Jay DeMarcus just released the song, “Music Man,” inspired by his own father, Stanley “Wayno” DeMarcus, who passed away in October. DeMarcus is opening up about the powerful song, which marks his first solo release, after more than 20 years with Rascal Flatts.

“My dad actually quit school when he was 13 years old to play on a radio show,” DeMarcus shared in a video sharing the story behind the song (via Taste of Country). “He never finished high school. All he knew was playing music. My dad was so talented. He could play guitar, drums, keyboards, and he sang like an angel. He had a beautiful tenor voice.”

DeMarcus credits his father with instilling in him his own love of music from an early age, as well as the desire to play well.

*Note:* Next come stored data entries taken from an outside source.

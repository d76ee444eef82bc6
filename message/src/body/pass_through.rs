use std::collections::BTreeSet;

use bytes::Bytes;
use regex::Regex;

use crate::reader::{
    text,
    DecodeError,
    Reader,
};

lazy_static::lazy_static! {
    /// 17 characters from the VIN alphabet (no I, O or Q), standing alone.
    pub static ref VIN_PATTERN: Regex = Regex::new(r"\b[A-HJ-NPR-Z0-9]{17}\b").expect("VIN pattern");
}

/// Which pass-through payloads carry text, and how to find a VIN in that text.
///
/// Both vary by terminal vendor, so they are supplied at startup rather than fixed here.
#[derive(Clone, Debug)]
pub struct PassThroughPolicy {
    text_kinds: BTreeSet<u8>,
    vin:        Regex,
}

impl PassThroughPolicy {
    pub fn new(text_kinds: impl IntoIterator<Item = u8>, vin: Regex) -> Self {
        Self {
            text_kinds: text_kinds.into_iter().collect(),
            vin,
        }
    }

    pub fn with_text_kinds(text_kinds: impl IntoIterator<Item = u8>) -> Self {
        Self::new(text_kinds, VIN_PATTERN.clone())
    }

    /// Serial-port channels (0x41, 0x42) and the user-defined range (0xf0..=0xff).
    pub fn default_text_kinds() -> impl Iterator<Item = u8> {
        [0x41, 0x42].into_iter().chain(0xf0..=0xff)
    }

    #[inline]
    pub fn is_text(&self, kind: u8) -> bool {
        self.text_kinds.contains(&kind)
    }

    pub fn find_vin(&self, text: &str) -> Option<String> {
        self.vin.find(text).map(|m| m.as_str().to_string())
    }
}

impl Default for PassThroughPolicy {
    fn default() -> Self {
        Self::with_text_kinds(Self::default_text_kinds())
    }
}

/// Upstream data pass-through (0x0900).
#[derive(Clone, Debug, PartialEq, Eq, serde::Serialize, serde::Deserialize)]
pub struct PassThrough {
    pub kind:    u8,
    pub payload: Bytes,
    pub text:    Option<String>,
    pub vin:     Option<String>,
}

impl PassThrough {
    pub(crate) fn decode(body: &[u8], policy: &PassThroughPolicy) -> Result<Self, DecodeError> {
        let mut r = Reader::new(body);

        let kind = r.u8("pass-through type")?;
        let payload = r.rest_bytes();

        let text = policy.is_text(kind).then(|| text(&payload));
        let vin = text.as_deref().and_then(|t| policy.find_vin(t));

        Ok(Self {
            kind,
            payload,
            text,
            vin,
        })
    }
}
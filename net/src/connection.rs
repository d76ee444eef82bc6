use std::net::SocketAddr;

use futures::{
    SinkExt,
    StreamExt,
};
use jt808_codec::{
    tokio_codec::{
        FramedRead,
        FramedWrite,
    },
    FrameCodec,
};
use runtime::Engine;
use tokio::net::TcpStream;

use crate::{
    Error,
    ServerConfig,
};

/// Process frames from one terminal, strictly in arrival order, until it disconnects or idles out.
///
/// Nothing a single frame contains ends the loop; only transport failures do.
#[tracing::instrument(level = "debug", skip(stream, engine, config))]
pub(crate) async fn serve(
    stream: TcpStream,
    peer: SocketAddr,
    engine: &Engine,
    config: &ServerConfig,
) -> Result<(), Error> {
    stream.set_nodelay(true)?;

    let (rx, tx) = stream.into_split();

    let mut frames = FramedRead::new(rx, FrameCodec::new(config.max_frame));
    let mut responses = FramedWrite::new(tx, FrameCodec::new(config.max_frame));

    loop {
        let next = match config.idle_timeout {
            Some(idle) => match tokio::time::timeout(idle, frames.next()).await {
                Ok(next) => next,
                Err(_) => {
                    tracing::info!(%peer, ?idle, "idle timeout");
                    break;
                },
            },
            None => frames.next().await,
        };

        let frame = match next {
            Some(frame) => frame?,
            None => break,
        };

        match engine.handle_frame(peer, &frame).await {
            Ok(Some(response)) => responses.send(response).await?,
            Ok(None) => {},

            Err(e @ runtime::Error::Encode(_)) => {
                tracing::error!(error = %e, %frame, "building response");
            },
            Err(e) => {
                tracing::warn!(error = %e, %frame, "dropped frame");
            },
        }
    }

    Ok(())
}
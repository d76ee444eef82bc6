#![allow(dead_code)]

use std::{
    net::SocketAddr,
    str::FromStr,
    sync::{
        Arc,
        Mutex,
    },
    time::Duration,
};

use bytes::{
    Bytes,
    BytesMut,
};
use futures::StreamExt as _;
use tokio::net::{
    tcp::OwnedReadHalf,
    TcpStream,
};
use tokio_util::codec::{
    Encoder as _,
    FramedRead,
};
use tracing_subscriber::{
    fmt::format::FmtSpan,
    EnvFilter,
};

use jt808::{
    codec::FrameCodec,
    message::{
        Header,
        Packet,
    },
    net::{
        Server,
        ServerConfig,
    },
    runtime::{
        Authorizer,
        BoxError,
        Config,
        DecodeFailure,
        Engine,
        EventSink,
        Record,
    },
};

pub const TERMINAL_ID: &str = "000000012345";

const RESPONSE_WAIT: Duration = Duration::from_secs(5);

pub fn trace_init() {
    let level_filter = EnvFilter::from_str("debug").unwrap();

    let _ = tracing_subscriber::fmt()
        .with_writer(std::io::stdout)
        .with_span_events(FmtSpan::CLOSE)
        .with_env_filter(level_filter)
        .pretty()
        .try_init();
}

pub struct ListAuthorizer(pub Vec<String>);

#[async_trait::async_trait]
impl Authorizer for ListAuthorizer {
    async fn is_authorized(
        &self,
        terminal_id: &str,
        _model: &str,
        _hardware_id: &str,
        _vin: Option<&str>,
    ) -> Result<bool, BoxError> {
        Ok(self.0.iter().any(|id| id == terminal_id))
    }
}

#[derive(Default)]
pub struct MemorySink {
    pub records:  Mutex<Vec<Record>>,
    pub failures: Mutex<Vec<DecodeFailure>>,
    pub vins:     Mutex<Vec<(String, String)>>,
}

#[async_trait::async_trait]
impl EventSink for MemorySink {
    async fn record(&self, record: &Record) -> Result<(), BoxError> {
        self.records.lock().unwrap().push(record.clone());
        Ok(())
    }

    async fn vin_extracted(&self, terminal_id: &str, vin: &str) -> Result<(), BoxError> {
        self.vins.lock().unwrap().push((terminal_id.to_string(), vin.to_string()));
        Ok(())
    }

    async fn decode_failed(&self, failure: &DecodeFailure) -> Result<(), BoxError> {
        self.failures.lock().unwrap().push(failure.clone());
        Ok(())
    }
}

/// A running server plus the collaborators it reports to.
pub struct Harness {
    pub addr: SocketAddr,
    pub sink: Arc<MemorySink>,
}

impl Harness {
    pub async fn start(allowed: &[&str]) -> eyre::Result<Self> {
        trace_init();

        let sink = Arc::new(MemorySink::default());
        let authorizer = ListAuthorizer(allowed.iter().map(|s| s.to_string()).collect());

        let engine = Engine::new(Config::default(), Arc::new(authorizer), sink.clone());
        let server = Server::bind("127.0.0.1:0", Arc::new(engine), ServerConfig::default()).await?;
        let addr = server.local_addr()?;

        tokio::spawn(server.run());

        Ok(Self {
            addr,
            sink,
        })
    }

    pub async fn connect(&self) -> eyre::Result<Terminal> {
        let (rx, tx) = TcpStream::connect(self.addr).await?.into_split();

        Ok(Terminal {
            frames: FramedRead::new(rx, FrameCodec::default()),
            tx,
        })
    }

    pub fn records(&self) -> Vec<Record> {
        self.sink.records.lock().unwrap().clone()
    }
}

/// The client end of one connection.
pub struct Terminal {
    frames: FramedRead<OwnedReadHalf, FrameCodec>,
    pub tx: tokio::net::tcp::OwnedWriteHalf,
}

impl Terminal {
    pub async fn send_raw(&mut self, bytes: &[u8]) -> eyre::Result<()> {
        use tokio::io::AsyncWriteExt as _;

        self.tx.write_all(bytes).await?;
        self.tx.flush().await?;

        Ok(())
    }

    pub async fn send(&mut self, id: u16, serial: u16, body: &[u8]) -> eyre::Result<()> {
        self.send_raw(&frame(id, serial, body)?).await
    }

    pub async fn recv(&mut self) -> eyre::Result<Packet> {
        let frame = tokio::time::timeout(RESPONSE_WAIT, self.frames.next())
            .await?
            .ok_or_else(|| eyre::eyre!("connection closed"))??;

        Ok(Packet::unpack(&frame.unescape())?)
    }

    /// Assert nothing arrives for a little while.
    pub async fn expect_silence(&mut self) -> eyre::Result<()> {
        match tokio::time::timeout(Duration::from_millis(200), self.frames.next()).await {
            Err(_) => Ok(()),
            Ok(None) => Err(eyre::eyre!("connection closed")),
            Ok(Some(frame)) => Err(eyre::eyre!("unexpected frame: {}", frame?)),
        }
    }
}

/// A complete wire frame, delimiters included.
pub fn frame(id: u16, serial: u16, body: &[u8]) -> eyre::Result<Vec<u8>> {
    let packed = Packet {
        header: Header::new(id, body.len(), TERMINAL_ID, serial)?,
        body:   Bytes::copy_from_slice(body),
    }
    .pack()?;

    let mut out = BytesMut::new();
    FrameCodec::default().encode(packed, &mut out)?;

    Ok(out.to_vec())
}

pub fn registration_body(vin: &str) -> Vec<u8> {
    let mut out = vec![0x00, 0x2c, 0x01, 0x2f];

    out.extend_from_slice(b"ITB01");
    out.extend_from_slice(&padded(b"GT06-N", 20));
    out.extend_from_slice(b"HW00042");
    out.push(0x02);
    out.extend_from_slice(vin.as_bytes());

    out
}

pub fn location_body(status: u32, time: [u8; 6], tail: &[u8]) -> Vec<u8> {
    let mut out = Vec::new();

    out.extend_from_slice(&0u32.to_be_bytes());
    out.extend_from_slice(&status.to_be_bytes());
    out.extend_from_slice(&31_230_416u32.to_be_bytes());
    out.extend_from_slice(&121_473_701u32.to_be_bytes());
    out.extend_from_slice(&12u16.to_be_bytes());
    out.extend_from_slice(&605u16.to_be_bytes());
    out.extend_from_slice(&90u16.to_be_bytes());
    out.extend_from_slice(&time);
    out.extend_from_slice(tail);

    out
}

fn padded(s: &[u8], len: usize) -> Vec<u8> {
    let mut out = s.to_vec();
    out.resize(len, 0);
    out
}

“My dad really was my music man,” DeMarcus boasts. “My earliest memories of him growing up was of him playing music. My dad was a hippie. He had really, really long hair, and I remember, I would sit in my rocking chair beside our piano, and listen to him for hours. It was one of my favorite things to do. I started to develop an interest in music, and the more I was around him, and the more I soaked up the music that he was making and putting out, the more my desire and my motivation to want to know what music was all about grew.”

While DeMarcus’ father could have taught him everything he knew, he made sure his son learned on his own as well — a gift in hindsight the 49-year-old is grateful to have received.

“The roots started to take very strong hold in my life, and I became consumed with music,” DeMarcus says. “I must have bugged him to death to show me scales on a piano, and chords on a guitar — the basics of bass. He really became like a hero to me. He was larger than life. I looked up to him. I wanted to be just like him. I aspired to play music the way he did. He was kind enough and patient enough to sit down and show me the very basics. I have to say, one of the best things my dad ever did for me, was force me to play by ear. He would show me just enough to keep the fire alive in me to keep pursuing music, but he wouldn’t show me exactly how to play something.

“He would make me figure it out on my own by listening over and over and over again and training my ears,” he adds. “I realize now, many many many years later, that was one of the most valuable tools he could have ever given.”

Although miles separated them after DeMarcus left for college, it was music that always kept them close, even until the end.

“My dad and I had a wonderful relationship,” DeMarcus says. “Music was a bond that was impenetrable, and I’m forever grateful that we shared that, because it kept us close. Even through the years that we missed with each other, when I eventually moved away and went to college in Tennessee, and moved to Nashville to raise a family. I’ll miss him forever. I’m so thankful that I have the memories that I have. Being able to play music with him, being able to record with him and make a record for him and his old band in 2007 was one of the highlights of my entire life.”

DeMarcus is thrilled to be able to honor his father’s legacy with “Music Man,” as a gift to the man who instilled so much in him.

“This song, needless to say, means a whole bunch to me, because it’s completely in honor of him and what he meant to my life,” DeMarcus notes. “He truly was my musical hero and my Music Man.”